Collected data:
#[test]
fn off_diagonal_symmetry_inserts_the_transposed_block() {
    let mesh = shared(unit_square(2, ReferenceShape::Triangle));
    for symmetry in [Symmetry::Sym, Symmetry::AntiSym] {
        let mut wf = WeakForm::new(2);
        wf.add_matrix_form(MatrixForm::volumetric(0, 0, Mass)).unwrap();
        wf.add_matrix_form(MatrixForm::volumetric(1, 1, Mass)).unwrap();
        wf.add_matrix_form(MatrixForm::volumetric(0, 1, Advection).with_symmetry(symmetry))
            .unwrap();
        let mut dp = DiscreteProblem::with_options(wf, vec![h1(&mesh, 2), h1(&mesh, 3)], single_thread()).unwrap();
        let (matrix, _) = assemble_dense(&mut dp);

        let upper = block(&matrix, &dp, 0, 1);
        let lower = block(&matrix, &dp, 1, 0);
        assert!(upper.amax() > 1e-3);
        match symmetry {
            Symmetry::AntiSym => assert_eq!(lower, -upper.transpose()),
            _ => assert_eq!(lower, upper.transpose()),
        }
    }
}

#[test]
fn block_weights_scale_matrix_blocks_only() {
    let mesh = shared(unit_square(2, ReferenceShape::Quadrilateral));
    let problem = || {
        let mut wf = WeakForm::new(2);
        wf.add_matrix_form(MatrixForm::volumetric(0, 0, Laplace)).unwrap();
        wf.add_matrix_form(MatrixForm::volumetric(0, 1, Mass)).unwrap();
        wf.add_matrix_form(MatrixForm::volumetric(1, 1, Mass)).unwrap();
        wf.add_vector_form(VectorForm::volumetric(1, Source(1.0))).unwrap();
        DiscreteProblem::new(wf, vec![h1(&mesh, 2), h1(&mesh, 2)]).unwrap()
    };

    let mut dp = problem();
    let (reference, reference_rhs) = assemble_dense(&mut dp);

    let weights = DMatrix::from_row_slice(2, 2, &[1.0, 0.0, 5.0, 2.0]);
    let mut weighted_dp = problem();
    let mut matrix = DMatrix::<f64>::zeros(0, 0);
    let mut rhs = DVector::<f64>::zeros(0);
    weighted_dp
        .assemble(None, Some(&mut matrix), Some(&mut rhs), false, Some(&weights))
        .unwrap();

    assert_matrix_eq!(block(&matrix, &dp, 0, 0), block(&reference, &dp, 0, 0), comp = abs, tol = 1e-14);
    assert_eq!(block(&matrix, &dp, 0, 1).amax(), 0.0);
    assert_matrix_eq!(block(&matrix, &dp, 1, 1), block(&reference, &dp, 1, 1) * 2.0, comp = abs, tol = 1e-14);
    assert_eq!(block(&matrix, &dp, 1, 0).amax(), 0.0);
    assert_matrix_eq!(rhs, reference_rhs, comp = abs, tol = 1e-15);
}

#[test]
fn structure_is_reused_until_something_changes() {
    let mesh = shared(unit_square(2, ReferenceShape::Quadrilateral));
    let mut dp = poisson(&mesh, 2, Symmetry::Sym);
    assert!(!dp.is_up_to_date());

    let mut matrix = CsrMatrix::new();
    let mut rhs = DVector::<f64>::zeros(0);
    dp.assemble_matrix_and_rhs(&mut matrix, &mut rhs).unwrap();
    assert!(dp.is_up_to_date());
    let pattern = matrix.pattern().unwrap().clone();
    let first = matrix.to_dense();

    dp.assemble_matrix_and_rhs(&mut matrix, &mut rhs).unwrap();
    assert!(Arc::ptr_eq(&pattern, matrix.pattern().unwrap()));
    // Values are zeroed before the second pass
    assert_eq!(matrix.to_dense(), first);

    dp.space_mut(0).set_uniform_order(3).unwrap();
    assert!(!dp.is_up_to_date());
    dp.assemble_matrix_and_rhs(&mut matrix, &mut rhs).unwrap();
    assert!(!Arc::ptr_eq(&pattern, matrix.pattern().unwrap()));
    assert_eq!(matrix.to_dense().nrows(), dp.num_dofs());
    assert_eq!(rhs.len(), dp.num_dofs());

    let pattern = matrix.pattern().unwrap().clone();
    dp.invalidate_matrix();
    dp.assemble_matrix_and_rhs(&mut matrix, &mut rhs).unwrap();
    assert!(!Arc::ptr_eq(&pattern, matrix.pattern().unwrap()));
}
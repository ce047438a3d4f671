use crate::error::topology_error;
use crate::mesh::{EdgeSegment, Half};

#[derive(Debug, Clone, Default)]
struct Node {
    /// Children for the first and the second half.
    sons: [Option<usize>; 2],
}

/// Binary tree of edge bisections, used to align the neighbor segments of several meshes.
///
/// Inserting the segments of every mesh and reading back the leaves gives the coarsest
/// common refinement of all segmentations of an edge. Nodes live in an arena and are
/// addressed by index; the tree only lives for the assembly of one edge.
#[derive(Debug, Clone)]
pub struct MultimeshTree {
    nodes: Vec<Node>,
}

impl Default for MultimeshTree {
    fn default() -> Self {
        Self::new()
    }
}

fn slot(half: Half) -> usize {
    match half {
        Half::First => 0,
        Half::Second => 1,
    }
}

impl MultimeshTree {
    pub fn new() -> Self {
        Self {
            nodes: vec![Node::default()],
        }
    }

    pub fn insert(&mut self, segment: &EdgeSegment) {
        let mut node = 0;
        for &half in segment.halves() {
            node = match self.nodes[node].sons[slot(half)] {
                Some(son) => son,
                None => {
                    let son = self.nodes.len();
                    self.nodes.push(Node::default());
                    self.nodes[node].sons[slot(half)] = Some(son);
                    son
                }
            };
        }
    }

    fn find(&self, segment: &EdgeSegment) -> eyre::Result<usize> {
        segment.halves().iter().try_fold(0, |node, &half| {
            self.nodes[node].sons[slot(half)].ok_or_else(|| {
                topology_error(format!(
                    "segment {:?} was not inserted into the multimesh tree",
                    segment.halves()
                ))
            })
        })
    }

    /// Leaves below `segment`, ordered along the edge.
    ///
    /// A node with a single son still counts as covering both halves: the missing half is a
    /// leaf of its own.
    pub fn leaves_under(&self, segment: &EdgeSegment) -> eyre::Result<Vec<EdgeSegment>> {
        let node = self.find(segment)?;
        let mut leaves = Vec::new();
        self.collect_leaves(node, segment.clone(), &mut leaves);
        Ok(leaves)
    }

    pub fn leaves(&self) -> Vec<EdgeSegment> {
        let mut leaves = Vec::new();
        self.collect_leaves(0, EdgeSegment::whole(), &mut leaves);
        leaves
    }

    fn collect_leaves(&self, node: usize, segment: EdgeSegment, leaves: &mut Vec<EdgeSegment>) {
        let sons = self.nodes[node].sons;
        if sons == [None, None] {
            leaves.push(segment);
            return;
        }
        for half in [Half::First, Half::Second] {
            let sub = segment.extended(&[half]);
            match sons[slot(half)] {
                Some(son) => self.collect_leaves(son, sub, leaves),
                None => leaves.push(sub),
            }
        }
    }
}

Work task: Word for word, reproduce every record shown above.

Task response:
#[test]
fn off_diagonal_symmetry_inserts_the_transposed_block() {
    let mesh = shared(unit_square(2, ReferenceShape::Triangle));
    for symmetry in [Symmetry::Sym, Symmetry::AntiSym] {
        let mut wf = WeakForm::new(2);
        wf.add_matrix_form(MatrixForm::volumetric(0, 0, Mass)).unwrap();
        wf.add_matrix_form(MatrixForm::volumetric(1, 1, Mass)).unwrap();
        wf.add_matrix_form(MatrixForm::volumetric(0, 1, Advection).with_symmetry(symmetry))
            .unwrap();
        let mut dp = DiscreteProblem::with_options(wf, vec![h1(&mesh, 2), h1(&mesh, 3)], single_thread()).unwrap();
        let (matrix, _) = assemble_dense(&mut dp);

        let upper = block(&matrix, &dp, 0, 1);
        let lower = block(&matrix, &dp, 1, 0);
        assert!(upper.amax() > 1e-3);
        match symmetry {
            Symmetry::AntiSym => assert_eq!(lower, -upper.transpose()),
            _ => assert_eq!(lower, upper.transpose()),
        }
    }
}

#[test]
fn block_weights_scale_matrix_blocks_only() {
    let mesh = shared(unit_square(2, ReferenceShape::Quadrilateral));
    let problem = || {
        let mut wf = WeakForm::new(2);
        wf.add_matrix_form(MatrixForm::volumetric(0, 0, Laplace)).unwrap();
        wf.add_matrix_form(MatrixForm::volumetric(0, 1, Mass)).unwrap();
        wf.add_matrix_form(MatrixForm::volumetric(1, 1, Mass)).unwrap();
        wf.add_vector_form(VectorForm::volumetric(1, Source(1.0))).unwrap();
        DiscreteProblem::new(wf, vec![h1(&mesh, 2), h1(&mesh, 2)]).unwrap()
    };

    let mut dp = problem();
    let (reference, reference_rhs) = assemble_dense(&mut dp);

    let weights = DMatrix::from_row_slice(2, 2, &[1.0, 0.0, 5.0, 2.0]);
    let mut weighted_dp = problem();
    let mut matrix = DMatrix::<f64>::zeros(0, 0);
    let mut rhs = DVector::<f64>::zeros(0);
    weighted_dp
        .assemble(None, Some(&mut matrix), Some(&mut rhs), false, Some(&weights))
        .unwrap();

    assert_matrix_eq!(block(&matrix, &dp, 0, 0), block(&reference, &dp, 0, 0), comp = abs, tol = 1e-14);
    assert_eq!(block(&matrix, &dp, 0, 1).amax(), 0.0);
    assert_matrix_eq!(block(&matrix, &dp, 1, 1), block(&reference, &dp, 1, 1) * 2.0, comp = abs, tol = 1e-14);
    assert_eq!(block(&matrix, &dp, 1, 0).amax(), 0.0);
    assert_matrix_eq!(rhs, reference_rhs, comp = abs, tol = 1e-15);
}

#[test]
fn structure_is_reused_until_something_changes() {
    let mesh = shared(unit_square(2, ReferenceShape::Quadrilateral));
    let mut dp = poisson(&mesh, 2, Symmetry::Sym);
    assert!(!dp.is_up_to_date());

    let mut matrix = CsrMatrix::new();
    let mut rhs = DVector::<f64>::zeros(0);
    dp.assemble_matrix_and_rhs(&mut matrix, &mut rhs).unwrap();
    assert!(dp.is_up_to_date());
    let pattern = matrix.pattern().unwrap().clone();
    let first = matrix.to_dense();

    dp.assemble_matrix_and_rhs(&mut matrix, &mut rhs).unwrap();
    assert!(Arc::ptr_eq(&pattern, matrix.pattern().unwrap()));
    // Values are zeroed before the second pass
    assert_eq!(matrix.to_dense(), first);

    dp.space_mut(0).set_uniform_order(3).unwrap();
    assert!(!dp.is_up_to_date());
    dp.assemble_matrix_and_rhs(&mut matrix, &mut rhs).unwrap();
    assert!(!Arc::ptr_eq(&pattern, matrix.pattern().unwrap()));
    assert_eq!(matrix.to_dense().nrows(), dp.num_dofs());
    assert_eq!(rhs.len(), dp.num_dofs());

    let pattern = matrix.pattern().unwrap().clone();
    dp.invalidate_matrix();
    dp.assemble_matrix_and_rhs(&mut matrix, &mut rhs).unwrap();
    assert!(!Arc::ptr_eq(&pattern, matrix.pattern().unwrap()));
}
repository ce047438a3d4f671
use crate::error::topology_error;
use crate::mesh::{EdgeSegment, Half};

#[derive(Debug, Clone, Default)]
struct Node {
    /// Children for the first and the second half.
    sons: [Option<usize>; 2],
}

/// Binary tree of edge bisections, used to align the neighbor segments of several meshes.
///
/// Inserting the segments of every mesh and reading back the leaves gives the coarsest
/// common refinement of all segmentations of an edge. Nodes live in an arena and are
/// addressed by index; the tree only lives for the assembly of one edge.
#[derive(Debug, Clone)]
pub struct MultimeshTree {
    nodes: Vec<Node>,
}

impl Default for MultimeshTree {
    fn default() -> Self {
        Self::new()
    }
}

fn slot(half: Half) -> usize {
    match half {
        Half::First => 0,
        Half::Second => 1,
    }
}

impl MultimeshTree {
    pub fn new() -> Self {
        Self {
            nodes: vec![Node::default()],
        }
    }

    pub fn insert(&mut self, segment: &EdgeSegment) {
        let mut node = 0;
        for &half in segment.halves() {
            node = match self.nodes[node].sons[slot(half)] {
                Some(son) => son,
                None => {
                    let son = self.nodes.len();
                    self.nodes.push(Node::default());
                    self.nodes[node].sons[slot(half)] = Some(son);
                    son
                }
            };
        }
    }

    fn find(&self, segment: &EdgeSegment) -> eyre::Result<usize> {
        segment.halves().iter().try_fold(0, |node, &half| {
            self.nodes[node].sons[slot(half)].ok_or_else(|| {
                topology_error(format!(
                    "segment {:?} was not inserted into the multimesh tree",
                    segment.halves()
                ))
            })
        })
    }

    /// Leaves below `segment`, ordered along the edge.
    ///
    /// A node with a single son still counts as covering both halves: the missing half is a
    /// leaf of its own.
    pub fn leaves_under(&self, segment: &EdgeSegment) -> eyre::Result<Vec<EdgeSegment>> {
        let node = self.find(segment)?;
        let mut leaves = Vec::new();
        self.collect_leaves(node, segment.clone(), &mut leaves);
        Ok(leaves)
    }

    pub fn leaves(&self) -> Vec<EdgeSegment> {
        let mut leaves = Vec::new();
        self.collect_leaves(0, EdgeSegment::whole(), &mut leaves);
        leaves
    }

    fn collect_leaves(&self, node: usize, segment: EdgeSegment, leaves: &mut Vec<EdgeSegment>) {
        let sons = self.nodes[node].sons;
        if sons == [None, None] {
            leaves.push(segment);
            return;
        }
        for half in [Half::First, Half::Second] {
            let sub = segment.extended(&[half]);
            match sons[slot(half)] {
                Some(son) => self.collect_leaves(son, sub, leaves),
                None => leaves.push(sub),
            }
        }
    }
}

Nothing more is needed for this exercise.